There is still a lot of uncertainty that surrounds what Chloe is going through. As our latest update read, we were hopeful after she woke briefly during the day that we would have extubated her but our roller coaster ride goes on. With a spike of a fever and her seizures, we have begun another round of tests and cultures to find out if another infection has come up or if this is all still a part of her meningitis. She is also being given more antibiotics to help fight her infections and is being given more blood. Our team took her for a CT scan about an hour ago and the preliminary read from our doctor (who is not a radiologist and can only give a vague report) is that there was no bleeding or any suspicious areas that come up.

As we watch Chloe, we still see some spontaneous body movements and some eye opening and are very hopeful that once we figure out what these recent setbacks indicate that we will soon extubate her.

Again, we thank you for your thoughts and prayers. Many of you who are close by have also asked about our room information to come by or call. We are at New York Presbyterian Hospital – Cornell in the Greenberg Pavillion on the 6th Floor, Room 400. There is a direct line into our room but it is best to reach us by cell phone or email.

With love,

Michelle, Reth, Olivia and Chloe

Update on Chloe

Thank you so much for your well wishes. Michelle and I remain positive during this very difficult time.

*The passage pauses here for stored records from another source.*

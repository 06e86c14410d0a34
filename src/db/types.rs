//! Result set types for soccer-sql.
//!
//! A result set is held entirely in memory: the catalog's statements return
//! at most a few tens of thousands of rows.

use std::collections::HashMap;
use std::fmt;
use std::time::Duration;

/// Columns and rows produced by one statement.
///
/// Rows keep the order the database produced them in; columns keep the
/// order of the select list.
#[derive(Debug, Clone, Default)]
pub struct QueryResult {
    pub columns: Vec<ColumnInfo>,
    pub rows: Vec<Row>,
    /// Time spent preparing and fetching.
    pub execution_time: Duration,
    pub row_count: usize,
}

impl QueryResult {
    /// Creates an empty result with no columns.
    pub fn new() -> Self {
        Self::default()
    }

    pub fn with_data(columns: Vec<ColumnInfo>, rows: Vec<Row>) -> Self {
        Self {
            row_count: rows.len(),
            columns,
            rows,
            execution_time: Duration::ZERO,
        }
    }

    pub fn with_execution_time(mut self, duration: Duration) -> Self {
        self.execution_time = duration;
        self
    }

    pub fn is_empty(&self) -> bool {
        self.rows.is_empty()
    }

    /// Returns the column names in select-list order.
    pub fn column_names(&self) -> Vec<&str> {
        self.columns.iter().map(|c| c.name.as_str()).collect()
    }

    /// Returns the position of a column, matched case-insensitively as SQLite does.
    pub fn column_index(&self, name: &str) -> Option<usize> {
        self.columns
            .iter()
            .position(|c| c.name.eq_ignore_ascii_case(name))
    }

    /// Returns the value at `row` in the named column.
    pub fn get(&self, row: usize, column: &str) -> Option<&Value> {
        let index = self.column_index(column)?;
        self.rows.get(row)?.get(index)
    }

    /// Returns every value of the named column, in row order.
    pub fn column_values(&self, column: &str) -> Vec<&Value> {
        match self.column_index(column) {
            Some(index) => self.rows.iter().filter_map(|row| row.get(index)).collect(),
            None => Vec::new(),
        }
    }

    /// Returns a row as a column-name to value mapping.
    pub fn row_map(&self, row: usize) -> Option<HashMap<&str, &Value>> {
        let values = self.rows.get(row)?;
        Some(self.column_names().into_iter().zip(values).collect())
    }

    /// Returns true if the result carries no non-NULL value.
    ///
    /// Whole-table aggregates over an empty table yield a single row of
    /// NULLs, which counts.
    pub fn is_all_null(&self) -> bool {
        self.rows.iter().flatten().all(Value::is_null)
    }

    /// Compares columns and rows, ignoring timing.
    pub fn same_data(&self, other: &QueryResult) -> bool {
        self.column_names() == other.column_names() && self.rows == other.rows
    }
}

/// Name and declared type of a result column.
#[derive(Debug, Clone, Default, PartialEq)]
pub struct ColumnInfo {
    pub name: String,
    /// Declared column type, or the empty string for computed columns.
    pub data_type: String,
}

impl ColumnInfo {
    pub fn new(name: impl Into<String>, data_type: impl Into<String>) -> Self {
        Self {
            name: name.into(),
            data_type: data_type.into(),
        }
    }
}

pub type Row = Vec<Value>;

/// One cell, tagged by the SQLite storage class it was read with.
///
/// SQLite types values, not columns: one column may hold INTEGER and REAL
/// cells side by side.
#[derive(Debug, Clone, Default, PartialEq)]
pub enum Value {
    #[default]
    Null,
    Integer(i64),
    Real(f64),
    Text(String),
    Blob(Vec<u8>),
}

impl Value {
    pub fn is_null(&self) -> bool {
        matches!(self, Value::Null)
    }

    /// Returns the value as a float if it is numeric.
    ///
    /// `ROUND` yields REAL while a literal yields INTEGER, so numeric
    /// comparisons go through here.
    pub fn as_f64(&self) -> Option<f64> {
        match self {
            Value::Integer(i) => Some(*i as f64),
            Value::Real(f) => Some(*f),
            _ => None,
        }
    }

    pub fn as_i64(&self) -> Option<i64> {
        match self {
            Value::Integer(i) => Some(*i),
            _ => None,
        }
    }

    pub fn as_str(&self) -> Option<&str> {
        match self {
            Value::Text(s) => Some(s),
            _ => None,
        }
    }

    /// Text used in table cells.
    pub fn to_display_string(&self) -> String {
        match self {
            Value::Null => "NULL".to_string(),
            Value::Integer(i) => i.to_string(),
            Value::Real(f) => f.to_string(),
            Value::Text(s) => s.clone(),
            Value::Blob(b) => format!("<{} bytes>", b.len()),
        }
    }

    /// Converts the value to plain JSON (no enum tagging).
    ///
    /// Non-finite reals have no JSON form and become null.
    pub fn to_json(&self) -> serde_json::Value {
        match self {
            Value::Null => serde_json::Value::Null,
            Value::Integer(i) => serde_json::Value::from(*i),
            Value::Real(f) => serde_json::Number::from_f64(*f)
                .map(serde_json::Value::Number)
                .unwrap_or(serde_json::Value::Null),
            Value::Text(s) => serde_json::Value::String(s.clone()),
            Value::Blob(b) => serde_json::Value::String(format!("<{} bytes>", b.len())),
        }
    }
}

impl fmt::Display for Value {
    fn fmt(&self, f: &mut fmt::Formatter<'_>) -> fmt::Result {
        f.write_str(&self.to_display_string())
    }
}

impl From<i64> for Value {
    fn from(v: i64) -> Self {
        Value::Integer(v)
    }
}

impl From<f64> for Value {
    fn from(v: f64) -> Self {
        Value::Real(v)
    }
}

impl From<&str> for Value {
    fn from(v: &str) -> Self {
        Value::Text(v.to_string())
    }
}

The team here at NYP Cornell were able to successfully wean Chloe off her sedation. She woke briefly during her PT/OT evaluation but shortly thereafter she started to have short seizures lasting up to one minute. She again is under sedation to quiet her seizures and is under EEG monitoring once again. For that brief moment before her seizures began, we were able to see our daughter's eyes which we have not seen since she was first admitted. With that short glimpse of her eyes we remain positive and hopeful. The team here will re-evaluate her status in the morning and for the time being her planned extubation is being put on hold until they determine the cause of her seizures.

We apologize that we have not been able to respond to everyone's calls and emails, but please know that your prayers, well wishes, offers of housing and food are very much appreciated. Your kindness is overwhelming. We are very thankful to have such loving family and friends.

Thank you for all your continued support.

Reth, Michelle, Olivia & Chloe

Chloe's Health Status

Hi All,

I apologize for the late email but I wanted to keep everyone up to date on Chloe's status. For those of you who haven't heard Chloe was hospitalized on Thursday, October 8th. We brought her in emergently to NY Presbyterian Cornell for what was diagnosed as septic shock. The staff in the peds ER were wonderful in the way they expedited her care, testing and transfer to the PICU. Once transferred to the PICU her status worsened and she required intubation because her respirations had become more labored and epinephrine and dopamine to support her blood pressure. Her lumbar puncture diagnosed her with bacterial meningitis (strep pneumo) which contributed to her septic shock. Since then she has required multiple blood transfusions, platelets and fresh frozen plasma. The CT scan that she received showed "areas of concern." Today we received the results of her MRI and although the final reading has not been completed the preliminary results show many small areas where damage (infarct) has occurred. The extent of damage is uncertain. We were reassured by the neurologist that it is better have to smaller areas rather than a large area of damage. He also mentioned that she was fortunate that this happened at a younger age where infants have more brain cells than they actually need - in a nutshell, her ability to relearn motor tasks is much better. He did say she will have a long road to recovery and until she wakes up we really have no idea to what extent the damage has taken on her. Chloe currently remains in a medically induced coma and is stable and resting comfortably.

Michelle and I remain positive during this difficult time and are very thankful that we have a large support system in our faith, family, friends and coworkers. We ask that you keep Chloe in your thoughts and prayers so that she may recover from this illness quickly and without any permanent neurological impairment.

We will keep you all updated with her status.